I made two diy orifices, one .040 and one .060 each .250" long with nice conical input. I also measured my original one at .040 but only 0.160 long.

I'm not quite sure what to make of the results as JBWeld is not precision surface machined when you drill it. Also I measured air with an Argon calibrated flowmeter, at 0 degrees C not 20 degrees. I found correction factors which I'm mostly convinced on. Main result was I could raise the ball to a full 70 SCFH with what would not be considered catastrophic leakage. Even 10 or 20% leakage was a huge airflow to my perception. And the correction factors said I was under-reading it. It also didn't vastly change readings between .040 and .060, nor with different applied pressures to the orifice, maxing at 70 psig as that's what my reg put out to feed the OTC reg. Head scratcher. Only other unknown I can come up with is compressor refresh cycles raising the inlet air temperature higher than 0 degrees C, unmeasured and unknown. Still haven't graphed the data.
 
Most think that saws are tight with 0 leak, but that is inaccurate. There is always some leakage, there is tolerance for it.

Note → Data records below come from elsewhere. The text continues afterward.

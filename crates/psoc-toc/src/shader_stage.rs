use std::fmt;
use std::str::FromStr;

use crate::error::TocError;

/// 一个编译单元在 pipeline state 中的角色
#[derive(Debug, Clone, Copy, PartialEq, Eq, Hash, PartialOrd, Ord)]
pub enum ShaderStage {
    /// 以宏的形式书写，借助占位 compute shader 编译
    RootSignature,
    Vertex,
    /// HLSL Pixel shader
    Pixel,
    Compute,
}

impl ShaderStage {
    pub const ALL: [ShaderStage; 4] = [Self::RootSignature, Self::Vertex, Self::Pixel, Self::Compute];

    /// TOC 中对应的字段名
    pub const fn manifest_key(self) -> &'static str {
        match self {
            Self::RootSignature => "root_signature",
            Self::Vertex => "vertex_shader",
            Self::Pixel => "pixel_shader",
            Self::Compute => "compute_shader",
        }
    }

    /// 传递给 dxc 的 shader model target 前缀
    ///
    /// root signature 由占位 compute shader 承载，所以也是 `cs`
    pub const fn profile_prefix(self) -> &'static str {
        match self {
            Self::RootSignature => "cs",
            Self::Vertex => "vs",
            Self::Pixel => "ps",
            Self::Compute => "cs",
        }
    }

    /// 编译产物的扩展名
    pub const fn output_suffix(self) -> &'static str {
        match self {
            Self::RootSignature => "rso",
            Self::Vertex => "vso",
            Self::Pixel => "pso",
            Self::Compute => "cso",
        }
    }

    /// 是否需要 entry point
    #[inline]
    pub const fn requires_entry_point(self) -> bool {
        !matches!(self, Self::RootSignature)
    }
}

impl fmt::Display for ShaderStage {
    fn fmt(&self, f: &mut fmt::Formatter<'_>) -> fmt::Result {
        f.write_str(self.manifest_key())
    }
}

impl FromStr for ShaderStage {
    type Err = TocError;

    /// 同时接受 snake_case 的字段名和 PascalCase 的元素名
    fn from_str(s: &str) -> Result<Self, Self::Err> {
        match s {
            "root_signature" | "RootSignature" => Ok(Self::RootSignature),
            "vertex_shader" | "VertexShader" => Ok(Self::Vertex),
            "pixel_shader" | "PixelShader" => Ok(Self::Pixel),
            "compute_shader" | "ComputeShader" => Ok(Self::Compute),
            _ => Err(TocError::UnsupportedStage { stage: s.to_string() }),
        }
    }
}

#[cfg(test)]
mod tests {
    use super::*;

    #[test]
    fn test_parse_stage_names() {
        for stage in ShaderStage::ALL {
            assert_eq!(stage.manifest_key().parse::<ShaderStage>().unwrap(), stage);
        }
        assert_eq!("PixelShader".parse::<ShaderStage>().unwrap(), ShaderStage::Pixel);
    }

    #[test]
    fn test_unknown_stage() {
        let err = "geometry_shader".parse::<ShaderStage>().unwrap_err();
        assert!(matches!(err, TocError::UnsupportedStage { stage } if stage == "geometry_shader"));
    }

    #[test]
    fn test_suffixes_are_distinct() {
        let suffixes: std::collections::HashSet<_> = ShaderStage::ALL.iter().map(|s| s.output_suffix()).collect();
        assert_eq!(suffixes.len(), ShaderStage::ALL.len());
    }
}
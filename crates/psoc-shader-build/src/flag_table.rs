//! (stage, configuration) -> dxc 参数模板
//!
//! 参数表在加载配置时一次性构建并检查完整性，
//! 因此不支持的 stage 在读取配置时就会报错，而不是等到调用编译器时。

use std::collections::HashMap;

use psoc_toc::ShaderStage;
use psoc_toc::root_signature::RS_MACRO;

use crate::build_config::{BuildConfiguration, BuildSettings};
use crate::error::{BuildError, Result};

/// 某个 stage 在某个配置下的编译参数
#[derive(Debug, Clone, PartialEq, Eq)]
pub struct FlagTemplate {
    /// `-T` 的值，例如 `ps_6_4`
    pub profile: String,
    /// 除 `-T`、`-E`、源文件与 `-Fo` 以外的参数
    pub flags: Vec<String>,
}

impl FlagTemplate {
    /// 默认模板
    ///
    /// | configuration | flags |
    /// |---|---|
    /// | Debug | `-D HLSL -Od -Zi -Qembed_debug` |
    /// | Release | `-D HLSL` |
    /// | Trace | `-D HLSL -D TRACE` |
    ///
    /// root signature 额外加上 `-rootsig-define RS -extractrootsignature`
    pub fn default_for(stage: ShaderStage, configuration: BuildConfiguration, shader_model: &str) -> Self {
        let mut flags: Vec<String> = vec!["-D".into(), "HLSL".into()];

        match configuration {
            BuildConfiguration::Debug => flags.extend(["-Od", "-Zi", "-Qembed_debug"].map(String::from)),
            BuildConfiguration::Release => {}
            BuildConfiguration::Trace => flags.extend(["-D", "TRACE"].map(String::from)),
        }

        if stage == ShaderStage::RootSignature {
            flags.extend(["-rootsig-define", RS_MACRO, "-extractrootsignature"].map(String::from));
        }

        Self {
            profile: format!("{}_{}", stage.profile_prefix(), shader_model),
            flags,
        }
    }
}

/// 完整的参数表，包含每一种 stage 与 configuration 的组合
#[derive(Debug, Clone)]
pub struct FlagTable {
    shader_model: String,
    templates: HashMap<(ShaderStage, BuildConfiguration), FlagTemplate>,
}

// new & init
impl FlagTable {
    /// 由默认模板与配置中的额外参数构建
    pub fn new(settings: &BuildSettings) -> Result<Self> {
        let shader_model = normalize_shader_model(&settings.shader_model).ok_or_else(|| {
            BuildError::InvalidConfiguration(format!("shader model '{}'", settings.shader_model))
        })?;

        let mut templates = HashMap::new();
        for stage in ShaderStage::ALL {
            for configuration in BuildConfiguration::ALL {
                templates
                    .insert((stage, configuration), FlagTemplate::default_for(stage, configuration, &shader_model));
            }
        }

        for (stage_name, extra) in &settings.extra_flags {
            let stage: ShaderStage = stage_name.parse().map_err(|_| BuildError::UnsupportedStage {
                stage: stage_name.clone(),
            })?;
            for configuration in BuildConfiguration::ALL {
                if let Some(template) = templates.get_mut(&(stage, configuration)) {
                    template.flags.extend(extra.iter().cloned());
                }
            }
        }

        Self::from_templates(shader_model, templates)
    }

    /// 检查 `templates` 覆盖了所有 stage 与 configuration 的组合
    pub fn from_templates(
        shader_model: impl Into<String>,
        templates: HashMap<(ShaderStage, BuildConfiguration), FlagTemplate>,
    ) -> Result<Self> {
        for stage in ShaderStage::ALL {
            for configuration in BuildConfiguration::ALL {
                if !templates.contains_key(&(stage, configuration)) {
                    return Err(BuildError::UnsupportedStage {
                        stage: format!("{stage} has no flags for {configuration}"),
                    });
                }
            }
        }

        Ok(Self {
            shader_model: shader_model.into(),
            templates,
        })
    }
}

// getter
impl FlagTable {
    #[inline]
    pub fn shader_model(&self) -> &str {
        &self.shader_model
    }

    pub fn get(&self, stage: ShaderStage, configuration: BuildConfiguration) -> Result<&FlagTemplate> {
        self.templates.get(&(stage, configuration)).ok_or_else(|| BuildError::UnsupportedStage {
            stage: stage.to_string(),
        })
    }
}

/// `6_4` 与 `6.4` 都可以，统一为 `6_4`
fn normalize_shader_model(shader_model: &str) -> Option<String> {
    let (major, minor) = shader_model.split_once(['_', '.'])?;
    let is_number = |s: &str| !s.is_empty() && s.chars().all(|c| c.is_ascii_digit());

    (is_number(major) && is_number(minor)).then(|| format!("{major}_{minor}"))
}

The fluxing pressures (Both negative and positive) in a saw engine is at times a lot higher than we would like for all kinds of reasons.
Most important is the saw runs OK and perform as it should. I taken apart saws that had pretty large leaks and still ran some what ok.
Others that have not so high leak, but did not work ok.
Others I tested, brand new strait out of box has not been very tight and ran ok.

I try not to put too much weight in the test results itself, bore focus on the condition of the parts so all is right.
If it then perform ok it is not so important with a small leak. Next time I test it may not leak much at all..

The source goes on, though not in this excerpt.